### Goal of the exercise
Produce as output only the lines below starting at the line with "use scdb_params::prelude::ScdbParams;" and continuing through the line with "and print the", each one exactly as written.

### Stored items
*** Block opens ***

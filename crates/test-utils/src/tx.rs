//! Coinbase outputs carrying sidechain DB data.

use bitcoin::{Amount, ScriptBuf, TxOut};
use scdb_params::prelude::ScdbParams;
use scdb_primitives::{
    hashes::ScdbHash,
    scripts::commitments::{data_outputs, BundleProposal},
};

/// The subsidy output every test coinbase starts with.
pub fn subsidy_output() -> TxOut {
    TxOut {
        value: Amount::from_btc(50.0).expect("subsidy must be valid"),
        script_pubkey: ScriptBuf::new(),
    }
}

/// Builds the outputs of a coinbase that commits to `commitment` and proposes `proposals`.
pub fn coinbase_outputs(
    params: &ScdbParams,
    commitment: Option<ScdbHash>,
    proposals: &[BundleProposal],
) -> Vec<TxOut> {
    std::iter::once(subsidy_output())
        .chain(data_outputs(
            &params.commitment_tag,
            &params.bundle_commit_tag,
            commitment.as_ref(),
            proposals,
        ))
        .collect()
}
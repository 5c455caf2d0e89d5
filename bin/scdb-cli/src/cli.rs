use std::path::PathBuf;

use clap::{Args, Parser, Subcommand};

#[derive(Parser)]
#[command(
    name = "scdb-cli",
    about = "Inspect sidechain deposits and replay sidechain DB traces",
    version
)]
pub(crate) struct Cli {
    #[arg(long, short, global = true, help = "log at debug level unless RUST_LOG is set")]
    pub(crate) verbose: bool,

    #[command(subcommand)]
    pub(crate) command: Commands,
}

#[derive(Subcommand, Debug, Clone)]
pub(crate) enum Commands {
    Deposit(DepositArgs),

    Params(ParamsArgs),

    Replay(ReplayArgs),
}

#[derive(Args, Debug, Clone)]
pub(crate) struct ParamsFile {
    #[arg(
        long,
        env = "SCDB_PARAMS",
        help = "the path to the params file, defaults to the built-in params"
    )]
    pub(crate) params: Option<PathBuf>,
}

#[derive(Parser, Debug, Clone)]
#[command(about = "Recognize sidechain deposits in a script or a transaction", version)]
pub(crate) struct DepositArgs {
    #[arg(
        long,
        conflicts_with = "tx",
        required_unless_present = "tx",
        help = "a hex-encoded output script"
    )]
    pub(crate) script: Option<String>,

    #[arg(long, help = "a hex-encoded, consensus-serialized transaction")]
    pub(crate) tx: Option<String>,

    #[clap(flatten)]
    pub(crate) params: ParamsFile,
}

#[derive(Parser, Debug, Clone)]
#[command(about = "Validate and print the effective params as TOML", version)]
pub(crate) struct ParamsArgs {
    #[clap(flatten)]
    pub(crate) params: ParamsFile,
}

#[derive(Parser, Debug, Clone)]
#[command(about = "Replay a JSON trace of packages and blocks", version)]
pub(crate) struct ReplayArgs {
    #[arg(help = "the path to the trace file")]
    pub(crate) trace: PathBuf,

    #[arg(long, help = "print every event as a JSON line")]
    pub(crate) events: bool,

    #[clap(flatten)]
    pub(crate) params: ParamsFile,
}
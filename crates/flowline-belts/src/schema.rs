//! Wire documents for the belt solver.
//!
//! Node, supply, and cap mappings deserialize into `BTreeMap`; the edge list
//! keeps input order because the feasible answer reports flows in input
//! edge order. Output structs serialize fields in declaration order with
//! sorted maps, so emission is byte-stable.

use serde::{Deserialize, Serialize};
use std::collections::BTreeMap;

// ===========================================================================
// Input
// ===========================================================================

/// A belt problem instance, read from standard input.
#[derive(Debug, Clone, Deserialize)]
#[serde(deny_unknown_fields)]
pub struct BeltDoc {
    pub nodes: BTreeMap<String, NodeSpec>,
    pub edges: Vec<EdgeSpec>,
    #[serde(default)]
    pub supplies: BTreeMap<String, f64>,
    pub sink: SinkSpec,
}

/// A node with an optional throughput cap.
#[derive(Debug, Clone, Default, Deserialize)]
#[serde(deny_unknown_fields)]
pub struct NodeSpec {
    #[serde(default)]
    pub cap: Option<f64>,
}

/// A directed edge with capacity bounds. Parallel edges are distinct.
#[derive(Debug, Clone, Deserialize)]
#[serde(deny_unknown_fields)]
pub struct EdgeSpec {
    pub u: String,
    pub v: String,
    #[serde(default)]
    pub lo: f64,
    pub hi: f64,
}

/// The unique sink and its demand, which must equal total supply.
#[derive(Debug, Clone, Deserialize)]
#[serde(deny_unknown_fields)]
pub struct SinkSpec {
    pub id: String,
    pub demand: f64,
}

// ===========================================================================
// Output
// ===========================================================================

/// The emitted answer document, discriminated by the `feasible` field.
#[derive(Debug, Clone, PartialEq, Serialize)]
#[serde(untagged)]
pub enum BeltOutcome {
    Feasible(FlowAssignment),
    Infeasible(CutReport),
}

/// A verified flow, one entry per input edge in input order.
#[derive(Debug, Clone, PartialEq, Serialize)]
pub struct FlowAssignment {
    pub feasible: bool,
    pub flow: Vec<EdgeFlow>,
}

/// Flow on one original edge.
#[derive(Debug, Clone, PartialEq, Serialize)]
pub struct EdgeFlow {
    pub u: String,
    pub v: String,
    pub f: f64,
}

/// Cut-based infeasibility certificate.
#[derive(Debug, Clone, PartialEq, Serialize)]
pub struct CutReport {
    pub feasible: bool,
    /// Nodes reachable from the super-source in the residual graph, sorted.
    pub cut_reachable: Vec<String>,
    pub deficit: Deficit,
}

/// The evidence behind an infeasibility verdict.
#[derive(Debug, Clone, PartialEq, Serialize)]
pub struct Deficit {
    /// How much required flow the max-flow failed to route.
    pub demand_balance: f64,
    /// Capped nodes saturated at their throughput limit, sorted.
    pub tight_nodes: Vec<String>,
    /// Saturated edges crossing out of the reachable set, sorted.
    pub tight_edges: Vec<EdgeRef>,
}

/// An edge named by its endpoints.
#[derive(Debug, Clone, PartialEq, Eq, PartialOrd, Ord, Serialize)]
pub struct EdgeRef {
    pub u: String,
    pub v: String,
}

// ===========================================================================
// Tests
// ===========================================================================
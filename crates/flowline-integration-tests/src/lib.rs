//! Integration-test crate: all tests live under `tests/`.
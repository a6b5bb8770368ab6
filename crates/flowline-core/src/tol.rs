//! Fixed-tolerance float comparisons.
//!
//! One tolerance constant for the whole workspace. Every comparison that
//! decides feasibility, saturation, or emission goes through these helpers so
//! the discipline cannot drift between modules.

/// The global comparison tolerance. Never redefine this per module.
pub const EPS: f64 = 1e-9;

/// True if `v` is indistinguishable from zero.
#[inline]
pub fn approx_zero(v: f64) -> bool {
    v.abs() <= EPS
}

/// True if `a` and `b` agree within `EPS`, scaled by the larger magnitude.
///
/// The scale factor floors at 1 so comparisons near zero stay absolute.
#[inline]
pub fn approx_eq(a: f64, b: f64) -> bool {
    (a - b).abs() <= EPS * 1.0_f64.max(a.abs()).max(b.abs())
}

/// True if `a <= b` within the scaled tolerance.
#[inline]
pub fn approx_le(a: f64, b: f64) -> bool {
    a <= b + EPS * 1.0_f64.max(b.abs())
}

/// True if a constraint with the given slack and right-hand side is binding.
///
/// A constraint is tight when its slack is at most `EPS * max(1, |rhs|)`.
#[inline]
pub fn tight(slack: f64, rhs: f64) -> bool {
    slack <= EPS * 1.0_f64.max(rhs.abs())
}

/// Normalize a value for emission: magnitudes at or below `EPS` become
/// exactly `0.0` (this also erases negative zero).
#[inline]
pub fn snap_zero(v: f64) -> f64 {
    if v.abs() <= EPS {
        0.0
    } else {
        v
    }
}

#[cfg(test)]
mod tests {
    use super::*;

    #[test]
    fn approx_zero_within_eps() {
        assert!(approx_zero(0.0));
        assert!(approx_zero(5e-10));
        assert!(approx_zero(-5e-10));
        assert!(!approx_zero(2e-9));
    }

    #[test]
    fn approx_eq_scales_with_magnitude() {
        // Absolute near zero.
        assert!(approx_eq(0.0, 5e-10));
        assert!(!approx_eq(0.0, 1e-8));
        // Relative at large magnitude: 1e9 * 1e-9 = 1 of headroom.
        assert!(approx_eq(1e9, 1e9 + 0.5));
        assert!(!approx_eq(1e9, 1e9 + 10.0));
    }

    #[test]
    fn approx_le_admits_slightly_over() {
        assert!(approx_le(10.0, 10.0));
        assert!(approx_le(10.0 + 1e-10, 10.0));
        assert!(!approx_le(10.1, 10.0));
    }

    #[test]
    fn tight_uses_rhs_scale() {
        assert!(tight(0.0, 100.0));
        assert!(tight(5e-8, 100.0));
        assert!(!tight(1e-3, 100.0));
        // rhs below 1 floors the scale at 1.
        assert!(tight(5e-10, 0.0));
        assert!(!tight(1e-8, 0.0));
    }

    #[test]
    fn snap_zero_erases_traces_and_negative_zero() {
        assert_eq!(snap_zero(5e-10), 0.0);
        assert_eq!(snap_zero(-5e-10), 0.0);
        assert!(snap_zero(-0.0).is_sign_positive());
        assert_eq!(snap_zero(1.5), 1.5);
    }
}
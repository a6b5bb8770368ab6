//! Deterministic dense two-phase primal simplex.
//!
//! Solves `min c·x` subject to `A_eq·x = b_eq`, `A_ub·x ≤ b_ub`, `x ≥ 0`.
//! Built for the small, dense programs the factory reducer assembles: a few
//! hundred variables and rows, solved once per process.
//!
//! # Determinism contract
//!
//! - Entering variable: Bland's rule, the lowest-index column with reduced
//!   cost below `-EPS`. This also rules out cycling.
//! - Leaving variable: minimum ratio; ties within tolerance break toward the
//!   lowest basic variable index.
//! - All comparisons use the shared [`EPS`] from `flowline-core`.
//!
//! The result is an explicit status variant; callers branch on the tag and
//! never see a partially solved tableau.

use flowline_core::tol::EPS;

// ---------------------------------------------------------------------------
// Problem description
// ---------------------------------------------------------------------------

#[derive(Debug, Clone)]
struct Row {
    coeffs: Vec<f64>,
    rhs: f64,
}

/// A linear program over non-negative decision variables.
#[derive(Debug, Clone)]
pub struct LpProblem {
    num_vars: usize,
    objective: Vec<f64>,
    eq: Vec<Row>,
    ub: Vec<Row>,
}

impl LpProblem {
    /// Create a program with `num_vars` non-negative variables and a zero
    /// objective.
    pub fn new(num_vars: usize) -> Self {
        Self {
            num_vars,
            objective: vec![0.0; num_vars],
            eq: Vec::new(),
            ub: Vec::new(),
        }
    }

    /// Replace the minimization objective. Length must match `num_vars`.
    pub fn set_objective(&mut self, coeffs: Vec<f64>) {
        assert_eq!(coeffs.len(), self.num_vars, "objective length mismatch");
        self.objective = coeffs;
    }

    /// Add an equality row `coeffs · x = rhs`.
    pub fn add_eq(&mut self, coeffs: Vec<f64>, rhs: f64) {
        assert_eq!(coeffs.len(), self.num_vars, "equality row length mismatch");
        self.eq.push(Row { coeffs, rhs });
    }

    /// Add an inequality row `coeffs · x ≤ rhs`.
    pub fn add_ub(&mut self, coeffs: Vec<f64>, rhs: f64) {
        assert_eq!(coeffs.len(), self.num_vars, "inequality row length mismatch");
        self.ub.push(Row { coeffs, rhs });
    }

    pub fn num_vars(&self) -> usize {
        self.num_vars
    }

    pub fn num_rows(&self) -> usize {
        self.eq.len() + self.ub.len()
    }

    /// Solve the program. Every call rebuilds the tableau from scratch, so
    /// repeated calls on the same problem return identical results.
    pub fn solve(&self) -> LpStatus {
        let mut t = Tableau::build(self);

        // Phase 1: minimize the artificial sum to find a feasible basis.
        let mut phase1_cost = vec![0.0; t.ncols];
        for c in phase1_cost.iter_mut().skip(t.art_start) {
            *c = 1.0;
        }
        match t.optimize(&phase1_cost, t.ncols) {
            RunOutcome::Optimal => {}
            // Phase 1 is bounded below by zero; anything else is numerical.
            RunOutcome::Unbounded | RunOutcome::IterationLimit => {
                return LpStatus::IterationLimit;
            }
        }

        let artificial_sum: f64 = t
            .basis
            .iter()
            .zip(t.rows.iter())
            .filter(|(b, _)| **b >= t.art_start)
            .map(|(_, row)| row[t.ncols])
            .sum();
        if artificial_sum > EPS * t.rhs_scale.max(1.0) {
            return LpStatus::Infeasible;
        }

        t.eliminate_basic_artificials();

        // Phase 2: minimize the real objective over the feasible basis.
        // Artificial columns are excluded from entering; none are basic.
        let mut phase2_cost = vec![0.0; t.ncols];
        phase2_cost[..t.num_struct].copy_from_slice(&self.objective);
        match t.optimize(&phase2_cost, t.art_start) {
            RunOutcome::Optimal => {}
            RunOutcome::Unbounded => return LpStatus::Unbounded,
            RunOutcome::IterationLimit => return LpStatus::IterationLimit,
        }

        let x = t.extract();
        let objective = self.objective.iter().zip(x.iter()).map(|(c, v)| c * v).sum();
        LpStatus::Optimal(LpSolution { x, objective })
    }
}

/// Outcome of a solve. `IterationLimit` marks a numerical failure: the
/// tableau did not terminate within the pivot budget.
#[derive(Debug, Clone, PartialEq)]
pub enum LpStatus {
    Optimal(LpSolution),
    Infeasible,
    Unbounded,
    IterationLimit,
}

impl LpStatus {
    /// Short stable tag for diagnostics.
    pub fn tag(&self) -> &'static str {
        match self {
            LpStatus::Optimal(_) => "optimal",
            LpStatus::Infeasible => "infeasible",
            LpStatus::Unbounded => "unbounded",
            LpStatus::IterationLimit => "iteration-limit",
        }
    }
}

/// A primal-feasible optimum.
#[derive(Debug, Clone, PartialEq)]
pub struct LpSolution {
    /// Values of the structural variables, in problem order.
    pub x: Vec<f64>,
    /// The objective value `c · x`.
    pub objective: f64,
}

// ---------------------------------------------------------------------------
// Tableau
// ---------------------------------------------------------------------------

/// Outcome of one simplex run over a fixed cost vector.
enum RunOutcome {
    Optimal,
    Unbounded,
    IterationLimit,
}

struct Tableau {
    /// `m` rows of `ncols + 1` entries; the last entry is the rhs.
    rows: Vec<Vec<f64>>,
    /// Basic variable per row.
    basis: Vec<usize>,
    num_struct: usize,
    /// First artificial column; structural and slack columns sit below it.
    art_start: usize,
    ncols: usize,
    /// Largest |rhs| among rows carrying an artificial. Scales the phase-1
    /// feasibility decision; slack-seeded rows never leave residue in the
    /// artificial sum and must not inflate the threshold.
    rhs_scale: f64,
    iterations: usize,
    max_iterations: usize,
}

impl Tableau {
    fn build(p: &LpProblem) -> Self {
        let num_struct = p.num_vars;
        let num_slack = p.ub.len();
        let art_start = num_struct + num_slack;

        // Artificials: one per equality row, plus one per inequality row
        // whose rhs is negative (its slack alone cannot seed the basis).
        let num_art = p.eq.len() + p.ub.iter().filter(|r| r.rhs < 0.0).count();
        let ncols = art_start + num_art;
        let m = p.num_rows();

        let mut rows = Vec::with_capacity(m);
        let mut basis = Vec::with_capacity(m);
        let mut next_art = art_start;
        let mut rhs_scale: f64 = 1.0;

        for (slack_idx, r) in p.ub.iter().enumerate() {
            let mut row = vec![0.0; ncols + 1];
            let flip = if r.rhs < 0.0 { -1.0 } else { 1.0 };
            for (j, &c) in r.coeffs.iter().enumerate() {
                row[j] = flip * c;
            }
            row[num_struct + slack_idx] = flip;
            row[ncols] = flip * r.rhs;
            if flip < 0.0 {
                row[next_art] = 1.0;
                basis.push(next_art);
                next_art += 1;
                rhs_scale = rhs_scale.max(r.rhs.abs());
            } else {
                basis.push(num_struct + slack_idx);
            }
            rows.push(row);
        }

        for r in &p.eq {
            let mut row = vec![0.0; ncols + 1];
            let flip = if r.rhs < 0.0 { -1.0 } else { 1.0 };
            for (j, &c) in r.coeffs.iter().enumerate() {
                row[j] = flip * c;
            }
            row[ncols] = flip * r.rhs;
            rhs_scale = rhs_scale.max(r.rhs.abs());
            row[next_art] = 1.0;
            basis.push(next_art);
            next_art += 1;
            rows.push(row);
        }

        let max_iterations = 10_000 + 200 * (m + ncols);
        Self {
            rows,
            basis,
            num_struct,
            art_start,
            ncols,
            rhs_scale,
            iterations: 0,
            max_iterations,
        }
    }

    /// One simplex run: Bland entering over columns `< col_limit`, ratio
    /// test with lowest-basis-index tie-breaking.
    fn optimize(&mut self, cost: &[f64], col_limit: usize) -> RunOutcome {
        loop {
            self.iterations += 1;
            if self.iterations > self.max_iterations {
                return RunOutcome::IterationLimit;
            }

            // Simplex multipliers from the basic costs.
            let y: Vec<f64> = self.basis.iter().map(|&b| cost[b]).collect();

            // Entering column: lowest index with reduced cost < -EPS.
            let mut entering = None;
            for j in 0..col_limit {
                if self.basis.contains(&j) {
                    continue;
                }
                let mut z = 0.0;
                for (i, row) in self.rows.iter().enumerate() {
                    z += y[i] * row[j];
                }
                if cost[j] - z < -EPS {
                    entering = Some(j);
                    break;
                }
            }
            let Some(j) = entering else {
                return RunOutcome::Optimal;
            };

            // Ratio test.
            let mut leave: Option<(usize, f64)> = None;
            for (i, row) in self.rows.iter().enumerate() {
                let a = row[j];
                if a > EPS {
                    let ratio = row[self.ncols] / a;
                    match leave {
                        None => leave = Some((i, ratio)),
                        Some((best_i, best_ratio)) => {
                            let tie = EPS * best_ratio.abs().max(1.0);
                            if ratio < best_ratio - tie {
                                leave = Some((i, ratio));
                            } else if (ratio - best_ratio).abs() <= tie
                                && self.basis[i] < self.basis[best_i]
                            {
                                leave = Some((i, ratio));
                            }
                        }
                    }
                }
            }
            let Some((r, _)) = leave else {
                return RunOutcome::Unbounded;
            };

            self.pivot(r, j);
        }
    }

    /// Pivot on `(row r, column j)`: normalize the pivot row, eliminate the
    /// column from every other row, and update the basis.
    fn pivot(&mut self, r: usize, j: usize) {
        let pivot = self.rows[r][j];
        for v in self.rows[r].iter_mut() {
            *v /= pivot;
        }
        let pivot_row = self.rows[r].clone();
        for (i, row) in self.rows.iter_mut().enumerate() {
            if i == r {
                continue;
            }
            let factor = row[j];
            if factor != 0.0 {
                for (v, p) in row.iter_mut().zip(pivot_row.iter()) {
                    *v -= factor * p;
                }
            }
        }
        self.basis[r] = j;
    }

    /// After phase 1, no artificial may stay basic: pivot each one out on
    /// any real column, or drop its row as redundant. Both are degenerate
    /// operations (the row's rhs is zero), so feasibility is preserved.
    fn eliminate_basic_artificials(&mut self) {
        let mut i = 0;
        while i < self.rows.len() {
            if self.basis[i] < self.art_start {
                i += 1;
                continue;
            }
            let mut pivot_col = None;
            for j in 0..self.art_start {
                if self.rows[i][j].abs() > EPS {
                    pivot_col = Some(j);
                    break;
                }
            }
            match pivot_col {
                Some(j) => {
                    self.pivot(i, j);
                    i += 1;
                }
                None => {
                    // The row is zero across real columns: a redundant
                    // constraint. Remove it.
                    self.rows.remove(i);
                    self.basis.remove(i);
                }
            }
        }
    }

    /// Read the structural solution out of the basis.
    fn extract(&self) -> Vec<f64> {
        let mut x = vec![0.0; self.num_struct];
        for (i, &b) in self.basis.iter().enumerate() {
            if b < self.num_struct {
                x[b] = self.rows[i][self.ncols];
            }
        }
        x
    }
}

// ---------------------------------------------------------------------------
// Tests
// ---------------------------------------------------------------------------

*** Block closes ***

### Exercise response
use scdb_params::prelude::ScdbParams;
use scdb_primitives::{
    hashes::ScdbHash,
    scripts::commitments::{data_outputs, BundleProposal},
};

/// The subsidy output every test coinbase starts with.
pub fn subsidy_output() -> TxOut {
    TxOut {
        value: Amount::from_btc(50.0).expect("subsidy must be valid"),
        script_pubkey: ScriptBuf::new(),
    }
}

/// Builds the outputs of a coinbase that commits to `commitment` and proposes `proposals`.
pub fn coinbase_outputs(
    params: &ScdbParams,
    commitment: Option<ScdbHash>,
    proposals: &[BundleProposal],
) -> Vec<TxOut> {
    std::iter::once(subsidy_output())
        .chain(data_outputs(
            &params.commitment_tag,
            &params.bundle_commit_tag,
            commitment.as_ref(),
            proposals,
        ))
        .collect()
}
repository 5c455caf2d0e89d5
filename bin/scdb-cli/src/cli.rs
use std::path::PathBuf;

use clap::{Args, Parser, Subcommand};

#[derive(Parser)]
#[command(
    name = "scdb-cli",
    about = "Inspect sidechain deposits and replay sidechain DB traces",
    version
)]
pub(crate) struct Cli {
    #[arg(long, short, global = true, help = "log at debug level unless RUST_LOG is set")]
    pub(crate) verbose: bool,

    #[command(subcommand)]
    pub(crate) command: Commands,
}

#[derive(Subcommand, Debug, Clone)]
pub(crate) enum Commands {
    Deposit(DepositArgs),

    Params(ParamsArgs),

    Replay(ReplayArgs),
}

#[derive(Args, Debug, Clone)]
pub(crate) struct ParamsFile {
    #[arg(
        long,
        env = "SCDB_PARAMS",
        help = "the path to the params file, defaults to the built-in params"
    )]
    pub(crate) params: Option<PathBuf>,
}

#[derive(Parser, Debug, Clone)]
#[command(about = "Recognize sidechain deposits in a script or a transaction", version)]
pub(crate) struct DepositArgs {
    #[arg(
        long,
        conflicts_with = "tx",
        required_unless_present = "tx",
        help = "a hex-encoded output script"
    )]
    pub(crate) script: Option<String>,

    #[arg(long, help = "a hex-encoded, consensus-serialized transaction")]
    pub(crate) tx: Option<String>,

    #[clap(flatten)]
    pub(crate) params: ParamsFile,
}

#[derive(Parser, Debug, Clone)]
#[command(about = "Validate and print the effective params as TOML", version)]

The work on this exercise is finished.